When to Use Red Light Therapy on Your Face

Red light therapy works best on a clean, dry face, done 3 to 5 times per week in sessions of 10 to 20 minutes. But “when” covers more than just frequency. Most people searching this want to know the best time of day, where it fits in a skincare routine, and how long before results show up. Here’s what the evidence supports.

Morning or Evening Sessions

Either works for skin benefits, but morning sessions may offer a slight edge if you’re also looking to improve energy and mood. Light exposure in the morning helps shift your body’s internal clock earlier, which supports alertness and can reduce symptoms of seasonal mood changes. A controlled study found that morning light was significantly better than evening light at reducing depressive symptoms in people with winter depression, largely by correcting a delayed melatonin cycle.

For purely cosmetic goals like fine lines or skin tone, the time of day doesn’t meaningfully change how your skin cells respond to the light. Pick whatever time you’ll actually stick with. Consistency matters far more than the hour on the clock.

Where It Fits in Your Skincare Routine

Use red light therapy on freshly washed, bare skin. No makeup, no sunscreen, no serums. Products sitting on the surface of your skin can scatter or block the light wavelengths before they reach the deeper layers where they do their work. Heavy or opaque formulas, especially anything oil-based, are the biggest offenders.

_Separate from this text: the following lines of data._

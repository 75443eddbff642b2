use anyhow::Result;
use common::{build, exit, render};

use crate::args::{Cli, ClusterOpts};

use super::load_config;

/// Prints deploy.yml without writing anything. The private key is not
/// required to exist.
pub fn show(opts: &ClusterOpts, cli: &Cli) -> Result<()> {
    let spec = load_config(cli, opts.to_config(None))?.into_spec()?;
    let document = match build(&spec) {
        Ok(d) => d,
        Err(err) => exit!(err, "Could not build playbook"),
    };
    print!("{}", render(&document)?);
    Ok(())
}
pub mod builder;
pub mod config;
pub mod emit;
pub mod error;
pub mod playbook;
pub mod services;
pub mod status;

pub use builder::build;
pub use emit::{emit, render};
pub use error::{ConfigError, Error};

#[macro_export]
macro_rules! exit {
    ($err:expr, $($arg:tt)*) => {
        {
            tracing::error!($($arg)*);
            anyhow::bail!($err)
        }
    };
}
//! In-memory model of the generated Ansible playbook.
//!
//! Field declaration order is serialization order, so the structs below fix
//! the key order of `deploy.yml`.

use serde::Serialize;
use serde_yaml::Mapping;

/// The whole generated playbook plus the addresses listed in the inventory.
#[derive(Debug, Clone, PartialEq)]
pub struct ProvisioningDocument {
    plays: Vec<Play>,
    inventory: Vec<String>,
}

impl ProvisioningDocument {
    pub fn new(plays: Vec<Play>, inventory: Vec<String>) -> Self {
        Self { plays, inventory }
    }

    pub fn plays(&self) -> &[Play] {
        &self.plays
    }

    /// Host addresses in inventory order, one `server<n>` group each.
    pub fn inventory(&self) -> &[String] {
        &self.inventory
    }

    /// Per-host plays, in inventory order.
    pub fn host_plays(&self) -> impl Iterator<Item = &Play> {
        self.plays.iter().filter(|p| p.hosts != ALL_HOSTS)
    }
}

pub const ALL_HOSTS: &str = "all";

pub fn host_group(index: usize) -> String {
    format!("server{}", index + 1)
}

#[derive(Debug, Clone, PartialEq, Serialize)]
pub struct Play {
    pub hosts: String,
    #[serde(rename = "become")]
    pub escalate: bool,
    pub tasks: Vec<Task>,
}

impl Play {
    pub fn new(hosts: impl Into<String>, tasks: Vec<Task>) -> Self {
        Self {
            hosts: hosts.into(),
            escalate: true,
            tasks,
        }
    }
}

#[derive(Debug, Clone, PartialEq, Serialize)]
pub struct Task {
    pub name: String,
    #[serde(flatten)]
    pub action: Action,
}

impl Task {
    pub fn new(name: impl Into<String>, action: Action) -> Self {
        Self {
            name: name.into(),
            action,
        }
    }
}

/// One Ansible module invocation. Serializes as `<module>: <args>` next to the
/// task name.
#[derive(Debug, Clone, PartialEq, Serialize)]
#[serde(rename_all = "snake_case")]
pub enum Action {
    Apt(Apt),
    AptKey(AptKey),
    AptRepository(AptRepository),
    User(User),
    GetUrl(GetUrl),
    File(File),
    Shell(String),
    Pip(Pip),
    DockerImage(DockerImage),
    Parted(Parted),
    Filesystem(Filesystem),
    Mount(Mount),
    DockerCompose(DockerCompose),
}

#[derive(Debug, Clone, PartialEq, Serialize)]
#[serde(untagged)]
pub enum Packages {
    One(String),
    Many(Vec<String>),
}

impl From<&str> for Packages {
    fn from(name: &str) -> Self {
        Packages::One(name.to_owned())
    }
}

impl From<&[&str]> for Packages {
    fn from(names: &[&str]) -> Self {
        Packages::Many(names.iter().map(|n| n.to_string()).collect())
    }
}

#[derive(Debug, Clone, PartialEq, Serialize)]
pub struct Apt {
    pub name: Packages,
    pub state: String,
    #[serde(skip_serializing_if = "Option::is_none")]
    pub update_cache: Option<bool>,
    #[serde(skip_serializing_if = "Option::is_none")]
    pub force_apt_get: Option<bool>,
}

#[derive(Debug, Clone, PartialEq, Serialize)]
pub struct AptKey {
    pub url: String,
    pub state: String,
}

#[derive(Debug, Clone, PartialEq, Serialize)]
pub struct AptRepository {
    pub repo: String,
    pub state: String,
}

#[derive(Debug, Clone, PartialEq, Serialize)]
pub struct User {
    pub name: String,
    pub groups: String,
    pub append: bool,
}

#[derive(Debug, Clone, PartialEq, Serialize)]
pub struct GetUrl {
    pub url: String,
    pub dest: String,
    pub mode: String,
}

#[derive(Debug, Clone, Default, PartialEq, Serialize)]
pub struct File {
    #[serde(skip_serializing_if = "Option::is_none")]
    pub path: Option<String>,
    #[serde(skip_serializing_if = "Option::is_none")]
    pub src: Option<String>,
    #[serde(skip_serializing_if = "Option::is_none")]
    pub dest: Option<String>,
    pub state: String,
}

impl File {
    pub fn directory(path: impl Into<String>) -> Self {
        Self {
            path: Some(path.into()),
            state: "directory".to_owned(),
            ..Default::default()
        }
    }

    pub fn link(src: impl Into<String>, dest: impl Into<String>) -> Self {
        Self {
            src: Some(src.into()),
            dest: Some(dest.into()),
            state: "link".to_owned(),
            ..Default::default()
        }
    }
}

#[derive(Debug, Clone, PartialEq, Serialize)]
pub struct Pip {
    pub name: Packages,
    pub state: String,
}

#[derive(Debug, Clone, PartialEq, Serialize)]
pub struct DockerImage {
    pub name: String,
    pub source: String,
}

#[derive(Debug, Clone, PartialEq, Serialize)]
pub struct Parted {
    pub device: String,
    pub number: u32,
    pub state: String,
}

#[derive(Debug, Clone, PartialEq, Serialize)]
pub struct Filesystem {
    pub device: String,
    pub force: bool,
    pub fstype: String,
}

#[derive(Debug, Clone, PartialEq, Serialize)]
pub struct Mount {
    pub path: String,
    pub src: String,
    pub fstype: String,
    pub state: String,
}

#[derive(Debug, Clone, PartialEq, Serialize)]
pub struct DockerCompose {
    pub project_name: String,
    pub definition: Composition,
}

/// A docker-compose (v2 file format) definition for one host.
#[derive(Debug, Clone, PartialEq, Serialize)]
pub struct Composition {
    pub version: String,
    pub services: Services,
    #[serde(skip_serializing_if = "Option::is_none")]
    pub volumes: Option<Mapping>,
}

#[derive(Debug, Clone, PartialEq, Serialize)]
pub struct Services {
    pub zookeeper: ServiceDefinition,
    pub kafka: ServiceDefinition,
}

#[derive(Debug, Clone, PartialEq, Serialize)]
pub struct ServiceDefinition {
    pub image: String,
    pub ports: Vec<String>,
    pub volumes: Vec<String>,
    pub environment: Mapping,
    pub restart: String,
}
use serde_yaml::Mapping;

use crate::{config::Tunables, playbook::ServiceDefinition};

pub const ZOOKEEPER_IMAGE: &str = "nexgus/zookeeper:3.6.1";
pub const KAFKA_IMAGE: &str = "nexgus/kafka:2.12-2.4.1";

pub const ZOOKEEPER_CLIENT_PORT: u16 = 2181;
pub const ZOOKEEPER_PEER_PORT: u16 = 2888;
pub const ZOOKEEPER_ELECTION_PORT: u16 = 3888;
pub const KAFKA_INTERNET_PORT: u16 = 9092;
pub const KAFKA_INTRANET_PORT: u16 = 9094;

const RESTART_POLICY: &str = "unless-stopped";

/// Addresses and tunables shared by every host of the cluster. Built by the
/// builder once the address lists have been validated.
#[derive(Debug, Clone)]
pub struct Topology<'a> {
    pub private_ip: &'a [String],
    pub public_ip: &'a [String],
    pub tunables: &'a Tunables,
}

impl Topology<'_> {
    /// `host:2181,...` over every private address, with the chroot appended.
    pub fn zookeeper_connect(&self) -> String {
        let hosts = self
            .private_ip
            .iter()
            .map(|ip| format!("{ip}:{ZOOKEEPER_CLIENT_PORT}"))
            .collect::<Vec<String>>()
            .join(",");

        match &self.tunables.zookeeper_chroot {
            Some(chroot) => format!("{hosts}/{chroot}"),
            None => hosts,
        }
    }
}

/// One of the two containers run on every host.
pub trait ServiceConfig {
    /// Service key in the compose file
    fn name(&self) -> &'static str;
    fn image(&self) -> &'static str;
    fn ports(&self) -> Vec<u16>;
    /// Where the container keeps its persistent data
    fn data_dir(&self) -> &'static str;
    /// Ordered environment for the host at `index`
    fn environment(&self, topology: &Topology, index: usize) -> Mapping;

    fn definition(&self, volume: &str, topology: &Topology, index: usize) -> ServiceDefinition {
        ServiceDefinition {
            image: self.image().to_owned(),
            ports: self.ports().iter().map(|p| format!("{p}:{p}")).collect(),
            volumes: vec![format!("{volume}:{}", self.data_dir())],
            environment: self.environment(topology, index),
            restart: RESTART_POLICY.to_owned(),
        }
    }
}

pub struct ZooKeeper;

impl ServiceConfig for ZooKeeper {
    fn name(&self) -> &'static str {
        "zookeeper"
    }

    fn image(&self) -> &'static str {
        ZOOKEEPER_IMAGE
    }

    fn ports(&self) -> Vec<u16> {
        vec![
            ZOOKEEPER_CLIENT_PORT,
            ZOOKEEPER_PEER_PORT,
            ZOOKEEPER_ELECTION_PORT,
        ]
    }

    fn data_dir(&self) -> &'static str {
        "/var/lib/zookeeper"
    }

    fn environment(&self, topology: &Topology, index: usize) -> Mapping {
        let mut env = Mapping::new();
        // 1-based, unlike the Kafka broker id
        env.insert("ZK_ID".into(), (index + 1).to_string().into());
        env.insert("ZK_dataDir".into(), self.data_dir().into());
        for (peer, ip) in topology.private_ip.iter().enumerate() {
            env.insert(
                format!("ZK_server_{}", peer + 1).into(),
                format!("{ip}:{ZOOKEEPER_PEER_PORT}:{ZOOKEEPER_ELECTION_PORT}").into(),
            );
        }
        env
    }
}

pub struct Kafka;

impl ServiceConfig for Kafka {
    fn name(&self) -> &'static str {
        "kafka"
    }

    fn image(&self) -> &'static str {
        KAFKA_IMAGE
    }

    fn ports(&self) -> Vec<u16> {
        vec![KAFKA_INTERNET_PORT, KAFKA_INTRANET_PORT]
    }

    fn data_dir(&self) -> &'static str {
        "/var/lib/kafka"
    }

    fn environment(&self, topology: &Topology, index: usize) -> Mapping {
        let tunables = topology.tunables;
        let mut env = Mapping::new();
        env.insert("KK_BROKER_ID".into(), index.to_string().into());
        env.insert("KK_LOG_DIR".into(), self.data_dir().into());
        env.insert(
            "KK_LISTENERS".into(),
            format!(
                "INTRANET://0.0.0.0:{KAFKA_INTRANET_PORT},INTERNET://0.0.0.0:{KAFKA_INTERNET_PORT}"
            )
            .into(),
        );
        env.insert(
            "KK_ADVERTISED_LISTENERS".into(),
            format!(
                "INTRANET://{}:{KAFKA_INTRANET_PORT},INTERNET://{}:{KAFKA_INTERNET_PORT}",
                topology.private_ip[index], topology.public_ip[index]
            )
            .into(),
        );
        env.insert(
            "KK_LISTENER_SECURITY_PROTOCOL_MAP".into(),
            "INTRANET:PLAINTEXT,INTERNET:PLAINTEXT".into(),
        );
        env.insert("KK_INTER_BROKER_LISTENER_NAME".into(), "INTRANET".into());
        env.insert(
            "KK_ZOOKEEPER_CONNECT".into(),
            topology.zookeeper_connect().into(),
        );
        if let Some(hours) = tunables.log_roll_hours {
            env.insert("KK_LOG_ROLL_HOURS".into(), hours.to_string().into());
        }
        if let Some(hours) = tunables.log_retention_hours {
            env.insert("KK_LOG_RETENTION_HOURS".into(), hours.to_string().into());
        }
        if let Some(ms) = tunables.zookeeper_connection_timeout_ms {
            env.insert(
                "KK_ZOOKEEPER_CONNECTION_TIMEOUT_MS".into(),
                ms.to_string().into(),
            );
        }
        env
    }
}
use std::{
    fs::{self, File},
    io::{BufWriter, Write},
    path::{Path, PathBuf},
};

use tracing::{debug, info};

use crate::{
    config::Credentials,
    error::{ConfigError, Error, Result},
    playbook::{host_group, ProvisioningDocument},
};

pub const ANSIBLE_CFG: &str = "ansible.cfg";
pub const INVENTORY: &str = "hosts";
pub const PLAYBOOK: &str = "deploy.yml";

const ANSIBLE_CFG_CONTENT: &str = "[defaults]
inventory=./hosts
host_key_checking=False
interpreter_python=/usr/bin/python3
";

/// Writes `ansible.cfg`, `hosts` and `deploy.yml` into `out_dir`, creating it
/// if needed. Returns the written paths in that order.
pub fn emit(
    document: &ProvisioningDocument,
    credentials: &Credentials,
    out_dir: &Path,
) -> Result<Vec<PathBuf>> {
    prepare_dir(out_dir)?;

    let files = [
        (ANSIBLE_CFG, ANSIBLE_CFG_CONTENT.to_owned()),
        (INVENTORY, inventory(document, credentials)),
        (PLAYBOOK, render(document)?),
    ];

    let mut written = Vec::with_capacity(files.len());
    for (name, content) in files {
        let path = out_dir.join(name);
        write_file(&path, content.as_bytes())?;
        written.push(path);
    }

    info!("playbook written to {}", out_dir.display());
    Ok(written)
}

/// The YAML text of `deploy.yml`.
pub fn render(document: &ProvisioningDocument) -> Result<String> {
    Ok(serde_yaml::to_string(document.plays())?)
}

/// One `server<n>` group per inventory address.
pub fn inventory(document: &ProvisioningDocument, credentials: &Credentials) -> String {
    let mut hosts = String::new();
    for (index, address) in document.inventory().iter().enumerate() {
        hosts.push_str(&format!(
            "[{}]\n{address} ansible_ssh_user={} ansible_ssh_private_key_file={}\n\n",
            host_group(index),
            credentials.user,
            credentials.private_key.display()
        ));
    }
    hosts
}

fn prepare_dir(out_dir: &Path) -> Result<()> {
    if out_dir.exists() && !out_dir.is_dir() {
        return Err(ConfigError::OutputPathCollision(out_dir.to_owned()).into());
    }
    fs::create_dir_all(out_dir).map_err(|e| Error::io(out_dir, e))
}

fn write_file(path: &Path, content: &[u8]) -> Result<()> {
    debug!("writing {}", path.display());
    let file = File::create(path).map_err(|e| Error::io(path, e))?;
    let mut writer = BufWriter::new(file);
    writer
        .write_all(content)
        .and_then(|_| writer.flush())
        .map_err(|e| Error::io(path, e))
}

#[cfg(test)]
mod tests {
    use super::*;
    use crate::{builder::build, config::ClusterSpec};

    fn spec(private: &[&str]) -> ClusterSpec {
        ClusterSpec::new(
            private.iter().map(|s| s.to_string()).collect(),
            Credentials {
                user: "deployer".to_owned(),
                private_key: PathBuf::from("/home/deployer/.ssh/id_rsa"),
            },
        )
    }

    fn read(dir: &Path, name: &str) -> String {
        fs::read_to_string(dir.join(name)).unwrap()
    }

    #[test]
    fn writes_three_files() {
        let dir = tempfile::tempdir().unwrap();
        let out = dir.path().join("nested").join("playbook");
        let spec = spec(&["10.0.0.1", "10.0.0.2"]);
        let doc = build(&spec).unwrap();

        let written = emit(&doc, &spec.credentials, &out).unwrap();
        assert_eq!(
            written,
            vec![out.join("ansible.cfg"), out.join("hosts"), out.join("deploy.yml")]
        );

        assert_eq!(read(&out, ANSIBLE_CFG), ANSIBLE_CFG_CONTENT);
        assert_eq!(ANSIBLE_CFG_CONTENT.lines().count(), 4);
        assert_eq!(
            read(&out, INVENTORY),
            "[server1]\n\
             10.0.0.1 ansible_ssh_user=deployer ansible_ssh_private_key_file=/home/deployer/.ssh/id_rsa\n\
             \n\
             [server2]\n\
             10.0.0.2 ansible_ssh_user=deployer ansible_ssh_private_key_file=/home/deployer/.ssh/id_rsa\n\
             \n"
        );
    }

    #[test]
    fn playbook_keeps_identifiers_as_text() {
        let doc = build(&spec(&["10.0.0.1", "10.0.0.2"])).unwrap();
        let yaml = render(&doc).unwrap();

        assert!(yaml.contains("ZK_ID: '1'"), "{yaml}");
        assert!(yaml.contains("ZK_ID: '2'"), "{yaml}");
        assert!(yaml.contains("KK_BROKER_ID: '0'"), "{yaml}");
        assert!(yaml.contains("KK_LOG_ROLL_HOURS: '168'"), "{yaml}");
        assert!(yaml.contains("version: '2'"), "{yaml}");

        let plays: serde_yaml::Value = serde_yaml::from_str(&yaml).unwrap();
        let env = &plays[1]["tasks"][0]["docker_compose"]["definition"]["services"]["zookeeper"]
            ["environment"];
        assert!(env["ZK_ID"].is_string());
        assert_eq!(env["ZK_server_2"], "10.0.0.2:2888:3888");
    }

    #[test]
    fn playbook_preserves_order() {
        let mut spec = spec(&["h1", "h2", "h3"]);
        spec.mount = Some("/dev/sdb:/data".to_owned());
        let yaml = render(&build(&spec).unwrap()).unwrap();
        let plays: serde_yaml::Value = serde_yaml::from_str(&yaml).unwrap();

        let hosts: Vec<&str> = plays
            .as_sequence()
            .unwrap()
            .iter()
            .map(|p| p["hosts"].as_str().unwrap())
            .collect();
        assert_eq!(hosts, vec!["all", "all", "server1", "server2", "server3"]);

        let keys: Vec<&str> = plays[2]["tasks"][0]["docker_compose"]["definition"]["services"]
            ["kafka"]
            .as_mapping()
            .unwrap()
            .keys()
            .map(|k| k.as_str().unwrap())
            .collect();
        assert_eq!(
            keys,
            vec!["image", "ports", "volumes", "environment", "restart"]
        );
        assert!(plays[2]["tasks"][0]["docker_compose"]["definition"]
            .get("volumes")
            .is_none());
    }

    #[test]
    fn output_is_byte_identical_across_runs() {
        let dir = tempfile::tempdir().unwrap();
        let spec = spec(&["10.0.0.1", "10.0.0.2"]);

        emit(&build(&spec).unwrap(), &spec.credentials, dir.path()).unwrap();
        let first: Vec<String> = [ANSIBLE_CFG, INVENTORY, PLAYBOOK]
            .iter()
            .map(|f| read(dir.path(), f))
            .collect();

        emit(&build(&spec).unwrap(), &spec.credentials, dir.path()).unwrap();
        let second: Vec<String> = [ANSIBLE_CFG, INVENTORY, PLAYBOOK]
            .iter()
            .map(|f| read(dir.path(), f))
            .collect();

        assert_eq!(first, second);
    }

    #[test]
    fn refuses_to_write_over_a_file() {
        let dir = tempfile::tempdir().unwrap();
        let out = dir.path().join("playbook");
        fs::write(&out, "not a directory").unwrap();
        let spec = spec(&["h1"]);

        let err = emit(&build(&spec).unwrap(), &spec.credentials, &out).unwrap_err();
        assert!(err.is_config());
        assert_eq!(read(dir.path(), "playbook"), "not a directory");
        assert!(!dir.path().join(PLAYBOOK).exists());
    }

    #[test]
    fn write_failure_is_an_io_error() {
        let dir = tempfile::tempdir().unwrap();
        let out = dir.path().join("playbook");
        fs::create_dir_all(out.join(PLAYBOOK)).unwrap();
        let spec = spec(&["h1"]);

        let err = emit(&build(&spec).unwrap(), &spec.credentials, &out).unwrap_err();
        assert!(matches!(&err, Error::Io { path, .. } if path == &out.join(PLAYBOOK)));
        assert!(!err.is_config());
        assert!(err.to_string().contains("deploy.yml"), "{err}");
    }
}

The simplest routine looks like this: wash your face, pat it dry, do your red light session, then apply your serums and moisturizer afterward. Some users report better results when they apply a green tea extract (as a toner or serum) before treatment, and a small number of studies support the idea that green tea’s antioxidant compounds may enhance the therapy’s effects on skin cells. But this is the one exception to the clean-skin rule.

There’s also a practical benefit to doing the light session first. Red light therapy can temporarily increase blood flow to the skin’s surface, which may improve absorption of the products you apply afterward.

What to Avoid Before a Session

Skip any active ingredients before treatment. Retinol, vitamin C serums, chemical exfoliants, and other strong actives can increase your skin’s sensitivity to light. Layering these under a red light device risks irritation, especially if you’re combining multiple actives in one routine. Keep it simple: rotate your strongest products to a different time of day or use them on your off days from light therapy.

Oxidized vitamin C is a particular concern. If your vitamin C serum has turned dark yellow or brown, it’s broken down and can irritate skin rather than help it. Toss it regardless, but definitely don’t pair it with light therapy.

Session Length and Frequency

For anti-aging, acne prevention, or general skin rejuvenation, aim for 3 to 5 sessions per week at 10 to 20 minutes per session. The right duration depends on your device’s power output. Panel-style devices with higher irradiance can deliver an effective dose in 10 minutes, while lower-powered LED masks may need the full 20.

More isn’t better. Your skin cells can only absorb a certain amount of light energy before additional exposure stops producing benefits. Doubling your session time won’t double your results, and overdoing it can cause mild irritation or redness, which defeats the purpose.

If you’re just starting out, begin at the lower end: 10 minutes, 3 times per week. After two weeks, increase to longer or more frequent sessions if your skin tolerates it well.

How Far to Position the Device

Hold or position your device 6 to 12 inches from your face. For skin-specific goals like improving texture or reducing fine lines, 8 to 12 inches is the sweet spot. Getting too close concentrates the energy output and can cause skin irritation or uncomfortable heat, especially around thinner skin near the eyes and forehead.

If your device has a fan or feels warm during use, that’s normal, but warmth that becomes uncomfortable means you’re too close. Move back an inch or two and see if the sensation eases.

Eye Protection During Facial Treatments

Red light at therapeutic wavelengths isn’t considered dangerous to the eyes in the same way UV light is, but the brightness can be intense. At minimum, keep your eyes closed throughout the session. If you have sensitive eyes or find the brightness bothersome even with eyes shut, wear protective goggles designed to block the specific wavelengths your device emits. Most reputable devices include a pair in the box.

Near-infrared wavelengths, which many facial devices include alongside red light, are invisible to the eye but still carry energy. Closing your eyes reduces exposure significantly, and the skin of your eyelids can still receive some benefit from the near-infrared portion of the treatment.

How Long Before You See Results

Don’t expect overnight changes. Most people begin noticing subtle improvements in skin texture and tone after 4 to 6 weeks of consistent use at 3 to 5 sessions per week. More significant changes, like reduced fine lines or fading of post-acne marks, typically take 8 to 12 weeks. The process works by stimulating your skin’s own collagen production and cellular repair, which takes time to become visible on the surface.

If you stop using the device, the benefits gradually fade over several weeks, similar to how your skin returns to baseline after stopping any active skincare product. Most people who see results treat it as an ongoing part of their routine rather than a short-term fix. After the initial ramp-up period, dropping to 2 or 3 maintenance sessions per week is a common approach.